- **WHAT IS EXPECTED**
Every line below between the one holding "pub struct Scanner" and the one holding "self.escaped = false;", inclusive, should be copied exactly, and no other line.

RECORDS SUPPLIED section start

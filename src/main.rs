use clap::{Arg, ArgAction, ArgMatches, Command};
use owo_colors::OwoColorize;
use std::io::IsTerminal;
use std::path::{Path, PathBuf};
use std::process::ExitCode;
use tracing::debug;
use tracing_subscriber::{fmt, prelude::*, EnvFilter};

use crosscheck::checking::{self, Layout};
use crosscheck::loading::{Filesystem, Source};
use crosscheck::rendering::{Identity, Terminal};

mod output;

fn path_arg(name: &'static str, help: &'static str) -> Arg {
    Arg::new(name)
        .long(name)
        .value_name("PATH")
        .value_parser(clap::value_parser!(PathBuf))
        .help(help)
}

fn raw_control_chars() -> Arg {
    Arg::new("raw-control-chars")
        .short('R')
        .long("raw-control-chars")
        .action(ArgAction::SetTrue)
        .help("Emit ANSI escape codes for highlighting even if output is redirected to a pipe or file.")
}

fn layout_from(submatches: &ArgMatches) -> Layout {
    let mut layout = Layout::default();

    let fields: [(&str, &mut PathBuf); 6] = [
        ("catalog", &mut layout.catalog),
        ("cards", &mut layout.cards),
        ("client", &mut layout.client),
        ("server", &mut layout.server),
        ("manifest", &mut layout.manifest),
        ("sources", &mut layout.sources),
    ];
    for (name, field) in fields {
        if let Some(path) = submatches.get_one::<PathBuf>(name) {
            *field = path.clone();
        }
    }

    layout
}

fn colourize(submatches: &ArgMatches) -> bool {
    submatches.get_flag("raw-control-chars")
        || std::io::stdout().is_terminal()
}

fn emit(rendered: Result<String, tinytemplate::error::Error>, code: u8) -> ExitCode {
    match rendered {
        Ok(text) => {
            print!("{}", text);
            ExitCode::from(code)
        }
        Err(error) => {
            eprintln!("{}: {}", "error".bright_red(), error);
            ExitCode::FAILURE
        }
    }
}

fn main() -> ExitCode {
    const VERSION: &str = concat!("v", env!("CARGO_PKG_VERSION"));

    let matches = Command::new("crosscheck")
        .version(VERSION)
        .propagate_version(true)
        .author("Andrew Cowie")
        .about("Audit the command catalog, UI contract, and permission manifest for consistency.")
        .disable_help_subcommand(true)
        .arg(
            Arg::new("verbose")
                .long("verbose")
                .global(true)
                .action(ArgAction::SetTrue)
                .help("Log what each check found to standard error."),
        )
        .subcommand(
            Command::new("check")
                .about("Cross-check the catalog, cards, contract, and permissions")
                .arg(path_arg("catalog", "The source file declaring the command catalog."))
                .arg(path_arg("cards", "The JSON file listing religion cards."))
                .arg(path_arg("client", "The UI client source that sends requests."))
                .arg(path_arg("server", "The server source that handles requests."))
                .arg(path_arg("manifest", "The plugin manifest declaring permissions."))
                .arg(path_arg("sources", "The plugin source tree scanned for permission checks."))
                .arg(raw_control_chars()),
        )
        .subcommand(
            Command::new("recipes")
                .about("Validate the crafting recipe overrides")
                .arg(raw_control_chars())
                .arg(
                    Arg::new("filename")
                        .value_parser(clap::value_parser!(PathBuf))
                        .default_value("balance_config/recipes.json")
                        .help("The JSON file containing the recipe overrides."),
                ),
        )
        .get_matches();

    let level = if matches.get_flag("verbose") {
        "debug"
    } else {
        "warn"
    };
    let filter = EnvFilter::try_from_default_env().unwrap_or_else(|_| EnvFilter::new(level));

    tracing_subscriber::registry()
        .with(fmt::layer().with_writer(std::io::stderr))
        .with(filter)
        .init();

    match matches.subcommand() {
        Some(("check", submatches)) => {
            let layout = layout_from(submatches);
            debug!(?layout);

            let report = checking::audit(&Filesystem, &layout);

            let rendered = if colourize(submatches) {
                output::summary(&Terminal, &report)
            } else {
                output::summary(&Identity, &report)
            };
            emit(rendered, report.exit_code())
        }
        Some(("recipes", submatches)) => {
            let filename: &Path = match submatches.get_one::<PathBuf>("filename") {
                Some(filename) => filename,
                None => Path::new("balance_config/recipes.json"),
            };

            let text = match Filesystem.read(filename) {
                Ok(text) => text,
                Err(error) => {
                    debug!(?error);
                    println!("ERROR: {}: {}", filename.display(), error);
                    return ExitCode::FAILURE;
                }
            };

            let recipes = checking::validate_recipes(&text, &checking::label(filename));

            let rendered = if colourize(submatches) {
                output::recipes(&Terminal, &recipes)
            } else {
                output::recipes(&Identity, &recipes)
            };
            let code = if recipes.errors() > 0 { 1 } else { 0 };
            emit(rendered, code)
        }
        Some(_) => {
            println!("No valid subcommand was used");
            ExitCode::FAILURE
        }
        None => {
            println!("usage: crosscheck [COMMAND] ...");
            println!("Try '--help' for more information.");
            ExitCode::FAILURE
        }
    }
}
//! Quote- and escape-aware traversal of source text

/// What a single character turned out to be, given the scanner's state at
/// the moment it was consumed.
#[derive(Debug, Clone, Copy, PartialEq, Eq)]
pub enum Token {
    Text,
    Quote,
    Literal,
    Open,
    Close,
    Separator,
}

/// Tracks whether we are inside a double-quoted string, whether the
/// previous character was an escape marker, and how deeply nested we are
/// in parentheses. Parentheses and commas inside a string are reported as
/// Literal and do not affect depth; an escaped quote does not close the
/// string.
#[derive(Debug, Clone, Copy, Default, PartialEq, Eq)]
pub struct Scanner {
    in_string: bool,
    escaped: bool,
    depth: i32,
}

impl Scanner {
    pub fn new() -> Scanner {
        Scanner::default()
    }

    /// Begin already inside `depth` levels of nesting, as when scanning
    /// from just after an opening parenthesis.
    pub fn nested(depth: i32) -> Scanner {
        Scanner {
            in_string: false,
            escaped: false,
            depth,
        }
    }

    pub fn depth(&self) -> i32 {
        self.depth
    }

    pub fn in_string(&self) -> bool {
        self.in_string
    }

    /// The previous character was a backslash inside a string, so the
    /// next one is taken literally.
    pub fn escaped(&self) -> bool {
        self.escaped
    }

    /// Outside any string and not nested in parentheses.
    pub fn is_top_level(&self) -> bool {
        !self.in_string && self.depth == 0
    }

    /// Consume one character and update all three pieces of state.
    pub fn step(&mut self, c: char) -> Token {
        if self.in_string {
            if self.escaped {
                self.escaped = false;
            } else if c == '\\' {
                self.escaped = true;
            } else if c == '"' {
                self.in_string = false;
                return Token::Quote;
            }
            return Token::Literal;
        }

        match c {
            '"' => {
                self.in_string = true;
                Token::Quote
            }
            '(' => {
                self.depth += 1;
                Token::Open
            }
            // a stray closing parenthesis at depth zero is just text
            ')' if self.depth > 0 => {
                self.depth -= 1;
                Token::Close
            }
            ',' => Token::Separator,
            _ => Token::Text,
        }
    }
}

#[cfg(test)]
mod check {
    use super::*;

    fn run(text: &str) -> (Scanner, Vec<Token>) {
        let mut scanner = Scanner::new();
        let tokens = text
            .chars()
            .map(|c| scanner.step(c))
            .collect();
        (scanner, tokens)
    }

    #[test]
    fn plain_text() {
        let (scanner, tokens) = run("ab");
        assert_eq!(tokens, vec![Token::Text, Token::Text]);
        assert!(scanner.is_top_level());
    }

    #[test]
    fn parentheses_nest() {
        let (scanner, tokens) = run("((,)");
        assert_eq!(
            tokens,
            vec![Token::Open, Token::Open, Token::Separator, Token::Close]
        );
        assert_eq!(scanner.depth(), 1);
    }

    #[test]
    fn strings_hide_delimiters() {
        let (scanner, tokens) = run(r#""(,)""#);
        assert_eq!(
            tokens,
            vec![
                Token::Quote,
                Token::Literal,
                Token::Literal,
                Token::Literal,
                Token::Quote
            ]
        );
        assert!(scanner.is_top_level());
    }

    #[test]
    fn escaped_quote_stays_in_string() {
        let (scanner, _) = run(r#""a\"b"#);
        assert!(scanner.in_string());

        let (scanner, _) = run(r#""a\\"b"#);
        assert!(!scanner.in_string());
    }

    #[test]
    fn stray_close_is_text() {
        let (scanner, tokens) = run(")");
        assert_eq!(tokens, vec![Token::Text]);
        assert_eq!(scanner.depth(), 0);
    }

    #[test]
    fn starting_nested() {
        let mut scanner = Scanner::nested(1);
        assert_eq!(scanner.step(')'), Token::Close);
        assert!(scanner.is_top_level());
    }
}
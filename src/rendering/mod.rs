//! Styling of report text for the terminal

mod renderer;
mod terminal;

pub use renderer::{Identity, Render, Syntax};
pub use terminal::Terminal;
//! Split an argument list into its top-level arguments

use super::scanner::{Scanner, Token};

/// Split balanced argument text at every comma that is neither inside a
/// string literal nor nested in parentheses. Each argument is trimmed of
/// surrounding whitespace. Empty (or all-whitespace) input has no
/// arguments; otherwise the result always has one more element than there
/// are top-level commas, so a trailing comma yields a final empty argument.
///
/// This never fails. Malformed input is simply segmented differently, and
/// it is up to the caller to compare the count against the arity it
/// expects.
pub fn split_arguments(text: &str) -> Vec<&str> {
    if text
        .trim()
        .is_empty()
    {
        return Vec::new();
    }

    let mut scanner = Scanner::new();
    let mut arguments = Vec::new();
    let mut start = 0;

    for (i, c) in text.char_indices() {
        let token = scanner.step(c);
        if token == Token::Separator && scanner.depth() == 0 {
            arguments.push(text[start..i].trim());
            start = i + 1;
        }
    }
    arguments.push(text[start..].trim());

    arguments
}
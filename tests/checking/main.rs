#[cfg(test)]
mod audit {
    use std::path::{Path, PathBuf};

    use crosscheck::checking::{audit, validate_recipes, Layout};
    use crosscheck::loading::{Filesystem, Memory, Source};
    use crosscheck::problem::Severity;

    fn samples() -> Layout {
        let dir = Path::new("tests/samples");
        Layout {
            catalog: dir.join("CommandCatalog.java"),
            cards: dir.join("religions.json"),
            client: dir.join("AxiomUiClientEvents.java"),
            server: dir.join("ModCommunicationHandler.java"),
            manifest: dir.join("plugin.yml"),
            sources: dir.join("plugin"),
            server_fallbacks: Vec::new(),
        }
    }

    fn memory_layout() -> Layout {
        Layout {
            catalog: PathBuf::from("mod/CommandCatalog.java"),
            cards: PathBuf::from("mod/religions.json"),
            client: PathBuf::from("mod/Client.java"),
            server: PathBuf::from("plugin/network/Handler.java"),
            manifest: PathBuf::from("plugin/plugin.yml"),
            sources: PathBuf::from("plugin/src"),
            server_fallbacks: vec![PathBuf::from("plugin/legacy/Handler.java")],
        }
    }

    fn command(name: &str, aliases: &str, permission: &str) -> String {
        format!(
            r#"
        new CommandInfo("{}", "Name", "Short", "Full description.", CommandCategory.GENERAL,
            List.of({}), List.of("{}"), "{}", false),"#,
            name, aliases, name, permission
        )
    }

    fn catalog(commands: &[String]) -> String {
        format!("List<CommandInfo> ALL = List.of({}\n);", commands.concat())
    }

    const CARDS: &str = r##"[{"id": "sun", "name": "Sun", "tagline": "Light", "symbol": "*", "color": "#ffcc00", "details": ["Warm"]}]"##;

    const CLIENT: &str = r#"
sendToServer(CHANNEL, "get_nation");
switch (type) {
    case "nation_data": break;
    case "ui_autotest_start": break;
    case "open_main_menu": break;
}
"#;

    const SERVER: &str = r#"
case "get_nation": sendData(player, "nation_data", json); break;
"#;

    fn consistent() -> Memory {
        Memory::new()
            .with(
                "mod/CommandCatalog.java",
                catalog(&[command("/nation", r#""/n""#, "axiom.nation")]),
            )
            .with("mod/religions.json", CARDS)
            .with("mod/Client.java", CLIENT)
            .with("plugin/network/Handler.java", SERVER)
            .with("plugin/plugin.yml", "permissions:\n  axiom.nation:\n    default: true\n")
            .with("plugin/src/Main.java", r#"p.hasPermission("axiom.nation");"#)
    }

    #[test]
    fn sample_project_passes() {
        let report = audit(&Filesystem, &samples());
        assert_eq!(report.error_lines(), Vec::<String>::new());
        assert_eq!(
            report
                .warnings()
                .count(),
            0
        );
        assert!(report.is_clean());
    }

    #[test]
    fn consistent_project_passes() {
        let report = audit(&consistent(), &memory_layout());
        assert!(report
            .findings()
            .is_empty());
        assert_eq!(report.exit_code(), 0);
    }

    #[test]
    fn repeated_runs_agree() {
        let source = consistent().with("mod/Client.java", r#"sendToServer(CHANNEL, "get_other");"#);
        let layout = memory_layout();
        assert_eq!(audit(&source, &layout), audit(&source, &layout));
    }

    #[test]
    fn contract_mismatch() {
        let source = consistent()
            .with(
                "mod/Client.java",
                r#"
sendToServer(CHANNEL, "get_a");
sendToServer(CHANNEL, "get_b");
switch (type) { case "ui_autotest_start": break; case "open_main_menu": break; }
"#,
            )
            .with(
                "plugin/network/Handler.java",
                r#"case "get_b": break; case "get_c": break;"#,
            );

        let report = audit(&source, &memory_layout());
        assert_eq!(
            report.error_lines(),
            vec![
                "UI->Server: no handlers for get_a",
                "Server: handlers with no client request: get_c",
            ]
        );
        assert_eq!(report.exit_code(), 1);
    }

    #[test]
    fn missing_permission() {
        let source = consistent()
            .with(
                "mod/CommandCatalog.java",
                catalog(&[command("/x", "", "axiom.x")]),
            )
            .with("plugin/src/Main.java", r#"if (p.hasPermission("axiom.y")) {}"#)
            .with("plugin/plugin.yml", "permissions:\n  axiom.x:\n");

        let report = audit(&source, &memory_layout());
        assert_eq!(
            report.error_lines(),
            vec!["plugin.yml: missing permissions: axiom.y"]
        );
    }

    #[test]
    fn flawed_record_permission_still_required() {
        let source = consistent().with(
            "mod/CommandCatalog.java",
            catalog(&[
                command("/nation", "", "axiom.nation"),
                r#"new CommandInfo("/x", "", "S", "F", CommandCategory.A, List.of(), List.of(), "axiom.secret", false)"#.to_string(),
            ]),
        );

        let report = audit(&source, &memory_layout());
        assert_eq!(
            report.error_lines(),
            vec![
                "CommandCatalog[2]: empty displayName",
                "plugin.yml: missing permissions: axiom.secret",
            ]
        );
    }

    #[test]
    fn missing_manifest_reports_required_permissions() {
        let source = Memory::new()
            .with(
                "mod/CommandCatalog.java",
                catalog(&[command("/nation", "", "axiom.nation")]),
            )
            .with("mod/religions.json", CARDS)
            .with("mod/Client.java", CLIENT)
            .with("plugin/network/Handler.java", SERVER)
            .with("plugin/src/Main.java", r#"p.hasPermission("axiom.admin");"#);

        let report = audit(&source, &memory_layout());
        assert_eq!(
            report.error_lines(),
            vec![
                "plugin.yml: file not found",
                "plugin.yml: missing permissions: axiom.admin, axiom.nation",
            ]
        );
    }

    #[test]
    fn alias_collision_across_records() {
        let source = consistent().with(
            "mod/CommandCatalog.java",
            catalog(&[
                command("/nation", r#""/n""#, "axiom.nation"),
                command("/news", r#""/nation", "/n""#, "axiom.nation"),
            ]),
        );

        let report = audit(&source, &memory_layout());
        assert_eq!(
            report.error_lines(),
            vec![
                "CommandCatalog[2]: alias '/nation' collides with an existing command (#1)",
                "CommandCatalog[2]: alias '/n' collides with an existing command (#1)",
            ]
        );
    }

    #[test]
    fn legacy_server_location() {
        let mut source = consistent();
        source.insert("plugin/legacy/Handler.java", SERVER);

        let moved = Memory::new()
            .with(
                "mod/CommandCatalog.java",
                catalog(&[command("/nation", "", "axiom.nation")]),
            )
            .with("mod/religions.json", CARDS)
            .with("mod/Client.java", CLIENT)
            .with("plugin/legacy/Handler.java", SERVER)
            .with("plugin/plugin.yml", "permissions:\n  axiom.nation:\n")
            .with("plugin/src/Main.java", "");

        assert!(audit(&moved, &memory_layout()).is_clean());
        assert!(audit(&source, &memory_layout()).is_clean());
    }

    #[test]
    fn unreadable_server_skips_contract() {
        let source = Memory::new()
            .with(
                "mod/CommandCatalog.java",
                catalog(&[command("/nation", "", "axiom.nation")]),
            )
            .with("mod/religions.json", CARDS)
            .with("mod/Client.java", CLIENT)
            .with("plugin/plugin.yml", "permissions:\n  axiom.nation:\n")
            .with("plugin/src/Main.java", "");

        let report = audit(&source, &memory_layout());
        assert_eq!(report.error_lines(), vec!["Handler.java: file not found"]);
    }

    #[test]
    fn manifest_without_permissions() {
        let source = consistent()
            .with("plugin/plugin.yml", "name: Axiom\n")
            .with("plugin/src/Main.java", "");

        let report = audit(&source, &memory_layout());
        assert_eq!(
            report.error_lines(),
            vec!["plugin.yml: missing permissions: axiom.nation"]
        );

        let warnings: Vec<String> = report
            .warnings()
            .map(|finding| finding.to_string())
            .collect();
        assert_eq!(warnings, vec!["plugin.yml: no permissions section"]);
    }

    #[test]
    fn escape_warnings_do_not_fail() {
        let source = consistent().with(
            "mod/CommandCatalog.java",
            r#"new CommandInfo("/nation", "Nati\u00f6n", "Short", "Full.", CommandCategory.GENERAL, List.of(), List.of(), "axiom.nation", false)"#,
        );

        let report = audit(&source, &memory_layout());
        assert!(report.is_clean());

        let finding = &report.findings()[0];
        assert_eq!(finding.severity, Severity::Warning);
        assert_eq!(
            finding.to_string(),
            r"CommandCatalog[1]: unrecognized escape '\u' in displayName"
        );
    }

    #[test]
    fn sample_recipes() {
        let path = Path::new("tests/samples/recipes.json");
        let text = Filesystem
            .read(path)
            .unwrap();
        let recipes = validate_recipes(&text, "recipes.json");

        assert_eq!(recipes.count, 2);
        assert_eq!(recipes.errors(), 0);
        assert_eq!(recipes.warnings(), 1);
        assert_eq!(
            recipes.findings[0].to_string(),
            "minecraft:bread: 'modified'[0].item has unexpected format: Wheat"
        );
    }
}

RECORDS SUPPLIED section end

- **SOLUTION**
pub struct Scanner {
    in_string: bool,
    escaped: bool,
    depth: i32,
}

impl Scanner {
    pub fn new() -> Scanner {
        Scanner::default()
    }

    /// Begin already inside `depth` levels of nesting, as when scanning
    /// from just after an opening parenthesis.
    pub fn nested(depth: i32) -> Scanner {
        Scanner {
            in_string: false,
            escaped: false,
            depth,
        }
    }

    pub fn depth(&self) -> i32 {
        self.depth
    }

    pub fn in_string(&self) -> bool {
        self.in_string
    }

    /// The previous character was a backslash inside a string, so the
    /// next one is taken literally.
    pub fn escaped(&self) -> bool {
        self.escaped
    }

    /// Outside any string and not nested in parentheses.
    pub fn is_top_level(&self) -> bool {
        !self.in_string && self.depth == 0
    }

    /// Consume one character and update all three pieces of state.
    pub fn step(&mut self, c: char) -> Token {
        if self.in_string {
            if self.escaped {
                self.escaped = false;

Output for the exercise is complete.